先週25日にドル/円は一時113.90円まで上値を伸ばし、そこで一旦「上げ一服」といった状況になっています。以前から本欄では「ドル/円の月足に注目」と繰り返し述べてきましたが、あらためて月足チャートに幾つかの重要なテクニカル指標を描画してみると、直近高値の113.90円は31カ月移動平均線(31カ月線)が位置するところとほぼ同水準であることがわかります。
振り返れば、ドル/円は今年4月に31カ月線を下抜け、その後は11月初旬まですっと62カ月移動平均線(62カ月線)をサポートとしながら、調整色の色濃い展開を続けていました。本欄の8月3日更新分でも述べたように、その間は一目均衡表の月足「雲」上限が位置するところや月足の「遅行線」と26カ月前の月足ロウソクとの位置関係も大いに注目されるところとなりました。個人的には、とくに月足「雲」上限が9月、10月以降にその水準をグンと切り上げて行く点に注目し、当時は「この8月、9月は押し目を買い拾う好適なタイミングをじっくりと計る時間帯ということになる」と述べています。
実際、ドル/円の月足は62カ月線や月足「雲」上限をサポートとしながら10月、11月に底入れから切り返す動きとなり、結局は月足の「遅行線」も26カ月前の月足ロウソクが位置するところを上から下にズドンと突き抜けるといった動きにはなりませんでした。そして、今や既に31カ月線までの戻りを達成しています。当面は、この31カ月線が上値を押さえる可能性もあるものと思われますが、同線をクリアに上抜ければそこから一段と上値余地は拡がることとなるでしょう。
次に、ドル/円の週足チャートに幾つかの重要なテクニカル指標を描画し、今後の行方について考えてみます。下図に見るように、ドル/円は11月に入ってから31週移動平均線(31週線)、昨年6月高値から今年6月安値までの下げに対する38.2%戻し、62週移動平均線(62週線)、一目均衡表の週足「雲」下限などを次々と上抜け、ついに先週は50%戻しを達成することとなりました。なお、この間に週足の「遅行線」は26週前の週足ロウソクが位置するところを上抜けてきています。
ただ、先週25日に一時114円に迫る動きとなったところでは、さすがにスピード警戒感も強まりました。まして、今週は本日(30日)の石油輸出国機構(OPEC)総会や週末の米雇用統計発表、12月4日のイタリア国民投票など、其々の結果が大いに気になる重要なイベントが数多く控えており、どうしても様子見気運が強まりやすいところです。このあたりで一旦利益確定しておきたいとする向きが増えるのも当然と言えます。

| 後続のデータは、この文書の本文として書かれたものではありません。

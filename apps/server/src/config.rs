use std::{net::SocketAddr, str::FromStr, time::Duration};

use anyhow::Context;
use hivebook_core::constants::DEFAULT_DASHBOARD_CACHE_TTL_SECS;
use hivebook_core::dashboard::AggregationMode;
use hivebook_core::invoices::InvoiceIncomePolicy;

use crate::auth::{decode_secret_key, AuthConfig};

#[derive(Debug, Clone, Copy, PartialEq, Eq, Default)]
pub enum LogFormat {
    #[default]
    Text,
    Json,
}

impl FromStr for LogFormat {
    type Err = anyhow::Error;

    fn from_str(s: &str) -> Result<Self, Self::Err> {
        match s.trim().to_ascii_lowercase().as_str() {
            "text" | "pretty" => Ok(LogFormat::Text),
            "json" => Ok(LogFormat::Json),
            other => anyhow::bail!("Unknown log format '{other}' (expected text or json)"),
        }
    }
}

#[derive(Clone)]
pub struct Config {
    pub listen_addr: SocketAddr,
    pub db_path: String,
    pub cors_allow: Vec<String>,
    pub request_timeout: Duration,
    pub static_dir: String,
    /// `None` runs the server in single-user mode without tokens.
    pub auth: Option<AuthConfig>,
    pub dashboard_cache_ttl: Duration,
    pub aggregation_mode: AggregationMode,
    pub invoice_income_policy: InvoiceIncomePolicy,
    pub log_format: LogFormat,
}

impl Config {
    pub fn from_env() -> anyhow::Result<Self> {
        dotenvy::dotenv().ok();
        Self::from_lookup(|key| std::env::var(key).ok())
    }

    /// Builds the config from any key lookup, `HB_*` names as in the environment.
    pub fn from_lookup<F>(lookup: F) -> anyhow::Result<Self>
    where
        F: Fn(&str) -> Option<String>,
    {
        let var = |key: &str, default: &str| lookup(key).unwrap_or_else(|| default.to_string());

        let listen_addr: SocketAddr = var("HB_LISTEN_ADDR", "0.0.0.0:8080")
            .parse()
            .context("Invalid HB_LISTEN_ADDR")?;
        let db_path = var("HB_DB_PATH", "./db/hivebook.db");
        let cors_allow = var("HB_CORS_ALLOW_ORIGINS", "*")
            .split(',')
            .map(|s| s.trim().to_string())
            .filter(|s| !s.is_empty())
            .collect();
        let timeout_ms: u64 = var("HB_REQUEST_TIMEOUT_MS", "30000")
            .parse()
            .unwrap_or(30000);
        let static_dir = var("HB_STATIC_DIR", "dist");

        let auth = match lookup("HB_AUTH_SECRET") {
            Some(raw) if !raw.trim().is_empty() => Some(AuthConfig {
                jwt_secret: decode_secret_key(&raw).context("Invalid HB_AUTH_SECRET")?,
            }),
            _ => None,
        };

        let cache_ttl_secs: u64 = var(
            "HB_DASHBOARD_CACHE_TTL_SECS",
            &DEFAULT_DASHBOARD_CACHE_TTL_SECS.to_string(),
        )
        .parse()
        .context("Invalid HB_DASHBOARD_CACHE_TTL_SECS")?;
        let aggregation_mode: AggregationMode = var("HB_AGGREGATION_MODE", "lenient")
            .parse()
            .context("Invalid HB_AGGREGATION_MODE")?;
        let invoice_income_policy: InvoiceIncomePolicy = var("HB_INVOICE_INCOME_POLICY", "compensate")
            .parse()
            .context("Invalid HB_INVOICE_INCOME_POLICY")?;
        let log_format: LogFormat = var("HB_LOG_FORMAT", "text").parse()?;

        Ok(Self {
            listen_addr,
            db_path,
            cors_allow,
            request_timeout: Duration::from_millis(timeout_ms),
            static_dir,
            auth,
            dashboard_cache_ttl: Duration::from_secs(cache_ttl_secs),
            aggregation_mode,
            invoice_income_policy,
            log_format,
        })
    }
}

#[cfg(test)]
mod tests {
    use super::*;
    use std::collections::HashMap;

    fn config_from(pairs: &[(&str, &str)]) -> anyhow::Result<Config> {
        let vars: HashMap<String, String> = pairs
            .iter()
            .map(|(k, v)| (k.to_string(), v.to_string()))
            .collect();
        Config::from_lookup(|key| vars.get(key).cloned())
    }

    #[test]
    fn test_defaults() {
        let config = config_from(&[]).unwrap();
        assert_eq!(config.listen_addr.port(), 8080);
        assert_eq!(config.cors_allow, vec!["*".to_string()]);
        assert!(config.auth.is_none());
        assert_eq!(config.dashboard_cache_ttl, Duration::from_secs(60));
        assert_eq!(config.aggregation_mode, AggregationMode::Lenient);
        assert_eq!(config.invoice_income_policy, InvoiceIncomePolicy::Compensate);
        assert_eq!(config.log_format, LogFormat::Text);
    }

    #[test]
    fn test_overrides() {
        let config = config_from(&[
            ("HB_CORS_ALLOW_ORIGINS", "http://a.test, http://b.test,"),
            ("HB_AGGREGATION_MODE", "STRICT"),
            ("HB_INVOICE_INCOME_POLICY", "reconcile"),
            ("HB_DASHBOARD_CACHE_TTL_SECS", "5"),
            ("HB_LOG_FORMAT", "json"),
            ("HB_AUTH_SECRET", "0123456789abcdef0123456789abcdef"),
        ])
        .unwrap();
        assert_eq!(config.cors_allow.len(), 2);
        assert_eq!(config.aggregation_mode, AggregationMode::Strict);
        assert_eq!(config.invoice_income_policy, InvoiceIncomePolicy::Reconcile);
        assert_eq!(config.dashboard_cache_ttl, Duration::from_secs(5));
        assert_eq!(config.log_format, LogFormat::Json);
        assert!(config.auth.is_some());
    }

    #[test]
    fn test_invalid_values_fail_startup() {
        assert!(config_from(&[("HB_AGGREGATION_MODE", "sloppy")]).is_err());
        assert!(config_from(&[("HB_LISTEN_ADDR", "nowhere")]).is_err());
        assert!(config_from(&[("HB_AUTH_SECRET", "short")]).is_err());
    }
}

基本的に中期的なドル高基調は今後も継続するものと考えられますが、当面はいまだ不透明感が強いOPEC総会やイタリア国民投票などの結果次第で、一時的にも一段の下値を試す場面がないとは言えません。その場合は、まず週足「雲」下限や62週線が位置する水準が一つの下値の目安になるものと考えられます。それらの節目をも下抜けた場合は、前述した38.2%戻し=110円割れの水準を一時的に試す可能性もあると思われます。
とはいえ、来週以降には欧州中央銀行(ECB)理事会や米連邦公開市場委員会(FOMC)の日程も控えており、基本的にはドル強気の流れが続きやすい12月ということになると思われます。よって、足下の調整が一巡した後は再び上値を試す流れとなり、さしあたっては61.8%戻し=115.60円あたりの水準を試す可能性が高いと個人的には考えます。